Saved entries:
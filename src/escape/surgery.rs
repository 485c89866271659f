//! Room 3: find the missing lever, restore power with the switch sequence,
//! play the data chip and choose whether to accept the memory.

use tracing::info;

use super::items::ItemKind;
use super::journal::EntryKind;
use super::room::{Outcome, RoomId, Transition};
use super::session::Session;

pub const MISSING_SWITCH_TARGET: &str = "missing_switch";
pub const CHIP_TARGET: &str = "chip";

const INTRO: &str = "A cold surgery. You see an operating table, an EEG terminal and a dead power panel. One of the switches seems to be missing.";
const MEMORY_SCENE: &str = "A recording plays on the terminal.\n\n[On screen, you overpower another test subject and walk up to a researcher.]\nResearcher: 'Stop! You'll get us all killed!'\n\nThe memory grows clearer and clearer...";
/// Chance that the experimenter's key lies next to the missing lever.
const KEY_NEAR_LEVER: f64 = 0.4;

#[derive(Clone, Copy, Debug, PartialEq, Eq)]
pub enum SwitchColor {
    Red,
    Blue,
    Green,
}

impl SwitchColor {
    pub const ALL: [SwitchColor; 3] = [SwitchColor::Red, SwitchColor::Blue, SwitchColor::Green];

    pub fn name(self) -> &'static str {
        match self {
            SwitchColor::Red => "red",
            SwitchColor::Blue => "blue",
            SwitchColor::Green => "green",
        }
    }

    /// Interaction target, e.g. `switch_red`.
    pub fn target(self) -> &'static str {
        match self {
            SwitchColor::Red => "switch_red",
            SwitchColor::Blue => "switch_blue",
            SwitchColor::Green => "switch_green",
        }
    }

    fn from_target(target: &str) -> Option<SwitchColor> {
        Self::ALL.into_iter().find(|c| c.target() == target)
    }
}

pub const CORRECT_SEQUENCE: [SwitchColor; 3] =
    [SwitchColor::Red, SwitchColor::Blue, SwitchColor::Green];

#[derive(Clone, Copy, Debug, PartialEq, Eq)]
pub enum Decision {
    Accept,
    Reject,
}

#[derive(Debug, Default)]
pub struct SurgeryRoom {
    sequence: Vec<SwitchColor>,
    missing_switch_found: bool,
    power_restored: bool,
    chip_inserted: bool,
    choice_offered: bool,
}

impl SurgeryRoom {
    pub fn new() -> Self {
        Self::default()
    }

    pub fn intro() -> &'static str {
        INTRO
    }

    pub fn sequence(&self) -> &[SwitchColor] {
        &self.sequence
    }

    pub fn missing_switch_found(&self) -> bool {
        self.missing_switch_found
    }

    pub fn power_restored(&self) -> bool {
        self.power_restored
    }

    pub fn chip_inserted(&self) -> bool {
        self.chip_inserted
    }

    pub fn choice_offered(&self) -> bool {
        self.choice_offered
    }

    pub fn inspect(&mut self, session: &mut Session, target: &str) -> Outcome {
        if target != MISSING_SWITCH_TARGET {
            return Outcome::none();
        }
        if self.missing_switch_found {
            return Outcome::scene(
                "You already found the missing switch. Now it can go back into the breaker.",
            )
            .with_message("Already found the missing switch.");
        }

        self.missing_switch_found = true;
        // Unguarded: a lever kept from an earlier run stacks.
        session.important.add(ItemKind::MissingLever.name(), 1);
        session.journal.add_clue_entry(
            "Found the missing switch on the floor. It needs to go back into the breaker.",
        );

        if session.roll() < KEY_NEAR_LEVER && session.grant(ItemKind::ExperimenterKey) {
            session.journal.add_clue_entry(
                "Found the experimenters' master key next to the missing switch. It should open every door in the facility.",
            );
            return Outcome::scene(
                "You found the missing switch! And next to it, a key the experimenters use.",
            )
            .with_message("Found the missing switch and the experimenter's key!");
        }

        Outcome::scene(
            "You found the missing switch in a corner of the floor! It seems to be part of the power breaker.",
        )
        .with_message("Found the missing switch!")
    }

    /// Switch targets toggle, the chip target inserts the chip, and the
    /// missing switch is inspected.
    pub fn interact(&mut self, session: &mut Session, target: &str) -> Outcome {
        if let Some(color) = SwitchColor::from_target(target) {
            return self.toggle_switch(session, color);
        }
        if target == CHIP_TARGET {
            return self.insert_chip(session);
        }
        self.inspect(session, target)
    }

    pub fn toggle_switch(&mut self, session: &mut Session, color: SwitchColor) -> Outcome {
        if !self.missing_switch_found {
            return Outcome::message(
                "A switch is missing, so the switches can't be pressed. Find the missing switch first.",
            );
        }

        self.sequence.push(color);
        if self.sequence.len() < CORRECT_SEQUENCE.len() {
            return Outcome::message(format!(
                "Pressed the {} switch. ({}/{})",
                color.name(),
                self.sequence.len(),
                CORRECT_SEQUENCE.len()
            ));
        }

        let matched = self.sequence == CORRECT_SEQUENCE;
        self.sequence.clear();
        if matched {
            self.power_restored = true;
            session
                .journal
                .add_clue_entry("Pressed the switches in the right order and restored the power.");
            info!("surgery power restored");
            Outcome::message("Power restored! The terminal is working.")
        } else {
            session.journal.add_entry(
                "Pressed the switches in the wrong order. I should check the hint again.",
                EntryKind::Observation,
            );
            Outcome::message("Wrong switch order. Check the hint again.")
        }
    }

    pub fn insert_chip(&mut self, session: &mut Session) -> Outcome {
        if !self.power_restored {
            return Outcome::message(
                "The power is off, so the chip can't be inserted. Press the switches in the right order first.",
            );
        }
        if self.chip_inserted {
            return Outcome::message("The recording has already played.");
        }

        self.chip_inserted = true;
        self.choice_offered = true;
        if session.grant(ItemKind::DataChip) {
            session
                .journal
                .add_clue_entry("Got the data chip from the terminal. Now I can look at the memory.");
        }
        Outcome::scene(MEMORY_SCENE).with_message("").with_choice()
    }

    /// Use of the data chip from the inventory while in this room.
    pub fn play_data_chip(&mut self, session: &mut Session) -> Outcome {
        if !session.important.remove(ItemKind::DataChip.name(), 1) {
            return Outcome::message("You don't have that.");
        }
        self.choice_offered = true;
        session
            .journal
            .add_memory_entry("Played the data chip. The memory of the surgery came back.");
        Outcome::scene(MEMORY_SCENE)
            .with_message("The data chip plays its memory.")
            .with_choice()
    }

    /// Only available once the memory has played.
    pub fn choose(&mut self, session: &mut Session, decision: Decision) -> Outcome {
        if !self.choice_offered {
            return Outcome::none();
        }
        self.choice_offered = false;

        let (journal, message, accept) = match decision {
            Decision::Accept => (
                "Accepted the memory. Hidden feelings begin to come back.",
                "You accept that this memory is true. Hidden feelings come back to life. (Moving...)",
                "1",
            ),
            Decision::Reject => (
                "Rejected the memory. The truth must be somewhere else.",
                "You believe this memory was manipulated. The truth lies elsewhere. (Moving...)",
                "0",
            ),
        };
        session.journal.add_memory_entry(journal);
        info!(?decision, "memory choice made");
        Outcome::message(message)
            .with_transition(Transition::to(RoomId::Observation).with_param("accept", accept))
    }
}
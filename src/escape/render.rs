//! Escape rooms rendering.
//!
//! Layout: title + (scene, choices | journal) + help bar. Narrow screens stack
//! the panels. The bag and the code keypad replace the choices panel.

use std::cell::RefCell;
use std::rc::Rc;

use ratzilla::ratatui::layout::{Alignment, Constraint, Direction, Layout, Rect};
use ratzilla::ratatui::style::{Color, Modifier, Style};
use ratzilla::ratatui::text::{Line, Span};
use ratzilla::ratatui::widgets::{Block, Borders, Paragraph, Wrap};
use ratzilla::ratatui::Frame;

use crate::input::{is_narrow_layout, ClickState};
use crate::widgets::ClickableList;

use super::actions::*;
use super::items::{ItemCategory, ItemKind};
use super::journal::EntryKind;
use super::{ActiveRoom, EscapeGame, Mode, CODE_LEN};

/// Width of one keypad cell, e.g. `" [7]"`.
const KEY_CELL: u16 = 4;

pub fn render(
    game: &EscapeGame,
    f: &mut Frame,
    area: Rect,
    click_state: &Rc<RefCell<ClickState>>,
) {
    let main_chunks = Layout::default()
        .direction(Direction::Vertical)
        .constraints([
            Constraint::Length(3),
            Constraint::Min(10),
            Constraint::Length(3),
        ])
        .split(area);

    render_title(game, f, main_chunks[0]);
    if is_narrow_layout(area.width) {
        render_narrow(game, f, main_chunks[1], click_state);
    } else {
        render_wide(game, f, main_chunks[1], click_state);
    }
    render_help(game, f, main_chunks[2], click_state);
}

/// Wide layout: left panel (scene + choices) | right panel (journal)
fn render_wide(
    game: &EscapeGame,
    f: &mut Frame,
    area: Rect,
    click_state: &Rc<RefCell<ClickState>>,
) {
    let columns = Layout::default()
        .direction(Direction::Horizontal)
        .constraints([Constraint::Percentage(55), Constraint::Percentage(45)])
        .split(area);

    let panel = panel_list(game);
    let panel_h = panel.visual_height(columns[0].width.saturating_sub(2)) + 2;
    let left = Layout::default()
        .direction(Direction::Vertical)
        .constraints([Constraint::Min(5), Constraint::Length(panel_h.max(3))])
        .split(columns[0]);

    render_scene(game, f, left[0]);
    render_panel(game, panel, f, left[1], click_state);
    render_journal(game, f, columns[1]);
}

/// Narrow layout: scene, choices and journal stacked vertically
fn render_narrow(
    game: &EscapeGame,
    f: &mut Frame,
    area: Rect,
    click_state: &Rc<RefCell<ClickState>>,
) {
    let panel = panel_list(game);
    let panel_h = panel.visual_height(area.width.saturating_sub(2)) + 2;
    let chunks = Layout::default()
        .direction(Direction::Vertical)
        .constraints([
            Constraint::Min(6),
            Constraint::Length(panel_h.max(3)),
            Constraint::Length(6),
        ])
        .split(area);

    render_scene(game, f, chunks[0]);
    render_panel(game, panel, f, chunks[1], click_state);
    render_journal(game, f, chunks[2]);
}

fn render_title(game: &EscapeGame, f: &mut Frame, area: Rect) {
    let room = game.room_id();
    let (title, style) = if game.mode() == Mode::Epilogue {
        (
            format!("★ {} ★", room.title()),
            Style::default().fg(Color::Yellow).add_modifier(Modifier::BOLD),
        )
    } else {
        (
            format!("Escape Rooms - {} ({}/4)", room.title(), room.number()),
            Style::default().fg(Color::Cyan).add_modifier(Modifier::BOLD),
        )
    };
    let widget = Paragraph::new(Line::from(Span::styled(title, style)))
        .block(
            Block::default()
                .borders(Borders::ALL)
                .border_style(Style::default().fg(Color::DarkGray)),
        )
        .alignment(Alignment::Center);
    f.render_widget(widget, area);
}

fn render_scene(game: &EscapeGame, f: &mut Frame, area: Rect) {
    let mut lines: Vec<Line> = game
        .scene()
        .lines()
        .map(|l| Line::from(Span::styled(format!(" {l}"), Style::default().fg(Color::White))))
        .collect();
    if !game.message().is_empty() {
        lines.push(Line::from(""));
        lines.push(Line::from(Span::styled(
            format!(" > {}", game.message()),
            Style::default().fg(Color::Yellow),
        )));
    }
    let block = Block::default()
        .borders(Borders::ALL)
        .border_style(Style::default().fg(Color::Green))
        .title(format!(" {} ", game.room_id().title()));
    f.render_widget(
        Paragraph::new(lines).block(block).wrap(Wrap { trim: false }),
        area,
    );
}

// ── Bottom-left panel: choices, keypad or bag ───────────────

fn panel_list(game: &EscapeGame) -> ClickableList<'static> {
    match game.mode() {
        Mode::Bag => bag_list(game),
        Mode::CodeEntry => code_list(game),
        Mode::Explore => choice_list(game),
        Mode::Epilogue => epilogue_list(),
    }
}

fn render_panel(
    game: &EscapeGame,
    cl: ClickableList<'static>,
    f: &mut Frame,
    area: Rect,
    click_state: &Rc<RefCell<ClickState>>,
) {
    let (title, color) = match game.mode() {
        Mode::Bag => (" Bag ", Color::Magenta),
        Mode::CodeEntry => (" Door lock ", Color::Cyan),
        _ => (" Actions ", Color::Yellow),
    };
    let block = Block::default()
        .borders(Borders::ALL)
        .border_style(Style::default().fg(color))
        .title(title);

    let mut cs = click_state.borrow_mut();
    cl.register_targets_with_block(area, &block, &mut cs, 0);
    if game.mode() == Mode::CodeEntry {
        register_keypad(block.inner(area), &mut cs);
    }
    drop(cs);

    f.render_widget(
        Paragraph::new(cl.into_lines()).block(block).wrap(Wrap { trim: false }),
        area,
    );
}

fn choice_list(game: &EscapeGame) -> ClickableList<'static> {
    let mut cl = ClickableList::new();
    if game.pending_transition().is_some() {
        cl.push(Line::from(Span::styled(
            " ...",
            Style::default().fg(Color::DarkGray),
        )));
        return cl;
    }
    for (i, choice) in game.choices().iter().enumerate() {
        push_choice(&mut cl, i, choice.label);
    }
    if let ActiveRoom::Code(room) = game.room() {
        let found = room.collected().len();
        let total = room.layout().fragments.len() + 1;
        cl.push(Line::from(Span::styled(
            format!(" Clues found: {found}/{total}"),
            Style::default().fg(Color::DarkGray),
        )));
    }
    cl
}

fn push_choice(cl: &mut ClickableList<'static>, index: usize, label: &'static str) {
    cl.push_clickable(
        Line::from(vec![
            Span::styled(
                format!(" [{}] ", index + 1),
                Style::default().fg(Color::Yellow).add_modifier(Modifier::BOLD),
            ),
            Span::styled(label, Style::default().fg(Color::White)),
        ]),
        CHOICE_BASE + index as u16,
    );
}

fn code_list(game: &EscapeGame) -> ClickableList<'static> {
    let mut cl = ClickableList::new();
    let typed = game.code_input();
    let shown: String = typed
        .chars()
        .chain(std::iter::repeat('_'))
        .take(CODE_LEN)
        .collect();
    cl.push(Line::from(vec![
        Span::styled(" Code: ", Style::default().fg(Color::White)),
        Span::styled(
            shown,
            Style::default().fg(Color::Cyan).add_modifier(Modifier::BOLD),
        ),
    ]));
    // Keypad row; targets registered per cell by `register_keypad`.
    let keys: Vec<Span> = (0..10u16)
        .map(|i| {
            Span::styled(
                format!(" [{}]", keypad_digit(i)),
                Style::default().fg(Color::Yellow),
            )
        })
        .collect();
    cl.push(Line::from(keys));
    cl.push_clickable(
        Line::from(Span::styled(" [Enter] Unlock", Style::default().fg(Color::Green))),
        SUBMIT_CODE,
    );
    cl.push_clickable(
        Line::from(Span::styled(" [Bksp] Erase", Style::default().fg(Color::White))),
        ERASE_CODE,
    );
    cl.push_clickable(
        Line::from(Span::styled(" [Esc] Step back", Style::default().fg(Color::DarkGray))),
        CANCEL_CODE,
    );
    cl
}

/// Keypad cells show 1..9 then 0.
fn keypad_digit(cell: u16) -> u16 {
    (cell + 1) % 10
}

fn register_keypad(inner: Rect, cs: &mut ClickState) {
    let row = inner.y + 1;
    for cell in 0..10u16 {
        let x = inner.x + cell * KEY_CELL;
        if x + KEY_CELL > inner.x + inner.width {
            break;
        }
        cs.add_click_target(
            Rect::new(x, row, KEY_CELL, 1),
            KEYPAD_BASE + keypad_digit(cell),
        );
    }
}

fn bag_list(game: &EscapeGame) -> ClickableList<'static> {
    let mut cl = ClickableList::new();
    let entries = game.inventory().entries();
    if entries.is_empty() {
        cl.push(Line::from(Span::styled(
            " (nothing in the bag)",
            Style::default().fg(Color::DarkGray),
        )));
    }
    for (i, entry) in entries.iter().enumerate() {
        let color = match entry.category {
            ItemCategory::Important => Color::Yellow,
            ItemCategory::Fragment => Color::White,
            ItemCategory::Hint => Color::Cyan,
        };
        let marker = if game.selected() == Some(i) { "▶" } else { " " };
        cl.push_clickable(
            Line::from(vec![
                Span::styled(
                    format!("{marker}[{}] ", i + 1),
                    Style::default().fg(Color::Magenta),
                ),
                Span::styled(format!("{} x{}", entry.name, entry.count), Style::default().fg(color)),
            ]),
            BAG_ITEM_BASE + i as u16,
        );
    }

    let usable = game
        .selected()
        .and_then(|i| entries.get(i))
        .and_then(|e| ItemKind::from_name(&e.name))
        .filter(|k| k.is_usable());
    if let Some(kind) = usable {
        cl.push(Line::from(""));
        cl.push_clickable(
            Line::from(Span::styled(
                format!(" [U] Use {}", kind.name()),
                Style::default().fg(Color::Green),
            )),
            USE_SELECTED,
        );
    }
    cl.push_clickable(
        Line::from(Span::styled(" [I] Close", Style::default().fg(Color::DarkGray))),
        TOGGLE_BAG,
    );
    cl
}

fn epilogue_list() -> ClickableList<'static> {
    let mut cl = ClickableList::new();
    cl.push_clickable(
        Line::from(Span::styled(
            " [R] Play again",
            Style::default().fg(Color::Yellow).add_modifier(Modifier::BOLD),
        )),
        RESTART,
    );
    cl
}

// ── Journal ─────────────────────────────────────────────────

fn kind_color(kind: EntryKind) -> Color {
    match kind {
        EntryKind::Observation => Color::Gray,
        EntryKind::Memory => Color::Magenta,
        EntryKind::Clue => Color::Yellow,
        EntryKind::Emotion => Color::Red,
    }
}

fn render_journal(game: &EscapeGame, f: &mut Frame, area: Rect) {
    let entries = game.session().journal.entries();
    let visible = area.height.saturating_sub(2) as usize;
    let start = entries.len().saturating_sub(visible);
    let lines: Vec<Line> = entries[start..]
        .iter()
        .map(|e| {
            Line::from(vec![
                Span::styled(
                    format!(" {}: ", e.kind.label()),
                    Style::default().fg(kind_color(e.kind)).add_modifier(Modifier::BOLD),
                ),
                Span::styled(e.text.as_str(), Style::default().fg(Color::Gray)),
            ])
        })
        .collect();

    // Keep the newest entry visible when long entries wrap.
    let paragraph = Paragraph::new(lines).wrap(Wrap { trim: false });
    let total = paragraph.line_count(area.width.saturating_sub(2)) as u16;
    let scroll = total.saturating_sub(area.height.saturating_sub(2));

    let block = Block::default()
        .borders(Borders::ALL)
        .border_style(Style::default().fg(Color::Blue))
        .title(" Journal ");
    f.render_widget(paragraph.block(block).scroll((scroll, 0)), area);
}

fn render_help(
    game: &EscapeGame,
    f: &mut Frame,
    area: Rect,
    click_state: &Rc<RefCell<ClickState>>,
) {
    let (text, action) = match game.mode() {
        Mode::Explore => ("[1-9] Choose   [I] Bag", TOGGLE_BAG),
        Mode::CodeEntry => ("[0-9] Digits   Enter Unlock   Esc Step back", CANCEL_CODE),
        Mode::Bag => ("[1-9] Examine   [U] Use   [I] Close", TOGGLE_BAG),
        Mode::Epilogue => ("[R] Play again", RESTART),
    };
    let help = Paragraph::new(Line::from(Span::styled(
        text,
        Style::default().fg(Color::DarkGray),
    )))
    .block(
        Block::default()
            .borders(Borders::ALL)
            .border_style(Style::default().fg(Color::DarkGray)),
    )
    .alignment(Alignment::Center);
    f.render_widget(help, area);

    // The whole help bar is a click target.
    let mut cs = click_state.borrow_mut();
    cs.add_click_target(area, action);
}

## What you have to do
The expected answer is every line above in which the word "plays" appears.

## Response to the task
const MEMORY_SCENE: &str = "A recording plays on the terminal.\n\n[On screen, you overpower another test subject and walk up to a researcher.]\nResearcher: 'Stop! You'll get us all killed!'\n\nThe memory grows clearer and clearer...";
            .with_message("The data chip plays its memory.")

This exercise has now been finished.